RI Blog #9: "Motivation"


Motivation

April 30, 2008 

It recently occurred to me that I’m entering my 24th rowing season, and I did not row in college. That is absolutely terrifying. “Midlife” is loosely defined as that point in time, usually at around 3 AM, when you face the stark realization that the number of years you have to look forward to is less than the number of years you have to look back on. However, given that definition, my “rowing midlife” is still far away, as I plan on 1) rowing until I die; 2) not dying at least until I’m well past 90; and 3) maintaining roughly the same quality of life that I have now. Ok maybe #1 is a little unrealistic. Let’s say I row til…say…85. That still gives me 37+ more years of rowing, putting my official rowing midlife at age 55 (do the math, 60 years of rowing, add 30 to age 25…). Hell, I’m a young’un! I turn 48 this summer, a whole 7 years away from my rowing midlife. And yes, I plan on winning my event in the Head of the Charles every single year after I turn 80 because I’m guessing there will be, at most, only 2-3 other competitors my age and my handicap will take care of the rest.
So the question gnawing at me today (and every season, actually) is, how in the hell do I stay motivated to keep doing this sport? I mean, what are we doing out there but the same thing, over, and over, and over. Sitting ass backwards and lurching our neck around every minute or so to make sure we don’t kill ourselves. As my dad’s squash coach in college said, looking over at the rowers, “I’ll never understand a sport where you can sit on your ass, go backwards, and WIN.” (Forgive me if I’ve used that in a previous blog…too senile to remember…too lazy to check.)

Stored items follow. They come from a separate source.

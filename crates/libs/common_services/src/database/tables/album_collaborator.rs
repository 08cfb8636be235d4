use crate::database::tables::AlbumRole;
use chrono::{DateTime, Utc};
use serde::Serialize;
use sqlx::FromRow;

/// Represents a user's role in an album (a collaborator).
#[derive(Debug, Serialize, FromRow, Clone)]
#[serde(rename_all = "camelCase")]
pub struct AlbumCollaborator {
    pub id: i64,
    pub album_id: String,
    pub user_id: i32,
    pub role: AlbumRole,
    pub added_at: DateTime<Utc>,
}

The answer is, for this masters rower, complicated. I think about rowing all the time, morning, noon and night. I love it so much that I think about it all winter. I think about it mostly when I’m not doing it. When I am doing it, I’m almost always as content as I can be, even when I have the dreaded crappy rows. Often I’m beyond content, existing in a state of complete fulfillment that nothing else can come close to. AND YET, I still struggle daily with motivation. Last Sunday was a perfect example. I had planned on showing everyone how awesome my newly weight-lifted muscles could propel me in my newly just-figured-out-how-to-row-in-it borrowed Van Dusen. Our Club, the estimable Riverside, held its annual Crusher Casey Challenge (CCC) Opening Day Race and Breakfast. I LOVE my club’s events, primarily because I love my rowing club. But I had stuff going on that weekend, it was supposed to be cold, and I went to bed late on Saturday night, lacking the proper “I’m getting up no matter WHAT because I’m gonna kick some ASS tomorrow!” attitude that is mandatory for racing. So I missed it. And of course, the water was absolutely perfect and it wasn’t that cold.

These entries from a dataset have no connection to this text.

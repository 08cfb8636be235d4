/// Generates a short random alphanumeric id, e.g. for naming workers.
#[must_use]
pub fn nice_id(length: usize) -> String {
    std::iter::repeat_with(fastrand::alphanumeric)
        .take(length)
        .collect()
}
mod enqueue;
mod types;

pub use enqueue::*;
pub use types::*;
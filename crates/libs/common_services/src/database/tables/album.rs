use crate::database::tables::{AlbumCollaborator, AssetOwnership};
use chrono::{DateTime, Utc};
use serde::{Deserialize, Serialize};
use sqlx::FromRow;
use std::fmt;
use std::fmt::Display;

/// Maps to the `album_role` Postgres enum. The owner is not tracked as
/// a collaborator, so there is no owner variant.
#[derive(Debug, Clone, Copy, Serialize, Deserialize, sqlx::Type, PartialEq, Eq)]
#[sqlx(type_name = "album_role", rename_all = "lowercase")]
#[serde(rename_all = "lowercase")]
pub enum AlbumRole {
    Editor,
    Viewer,
}

impl Display for AlbumRole {
    fn fmt(&self, f: &mut fmt::Formatter<'_>) -> fmt::Result {
        let s = match self {
            Self::Editor => "editor",
            Self::Viewer => "viewer",
        };
        f.write_str(s)
    }
}

/// Represents a single album in the database.
#[derive(Debug, Serialize, Deserialize, FromRow, Clone)]
#[serde(rename_all = "camelCase")]
pub struct Album {
    pub id: String,
    pub owner_id: i32,
    pub name: String,
    pub thumbnail_id: Option<String>,
    pub description: Option<String>,
    pub is_public: bool,
    pub created_at: DateTime<Utc>,
    pub updated_at: DateTime<Utc>,
}

/// An album together with the relations the ownership logic needs.
#[derive(Debug, Clone)]
pub struct AlbumDetails {
    pub album: Album,
    pub collaborators: Vec<AlbumCollaborator>,
    /// Only populated when the album was fetched with assets.
    pub assets: Vec<AssetOwnership>,
}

So I guess that’s the answer to “what motivates me:” Perfect water, or, the tremendous pain and remorse of not benefiting from perfect water on a gorgeous morning or evening. Any schmuck (sorry Howie) can blow off rowing when it’s windy or rainy. But it takes some real stupidity to blow it off when the water is good. There is nothing, absolutely nothing, worse than seeing perfect conditions on the Charles and knowing I did not enjoy the sensation of propelling my single through that gorgeous water. Speaking of which, this week marks the first time that we’ll have several consecutive days of good weather. So….gotta fill the water bottle and run! The river awaits.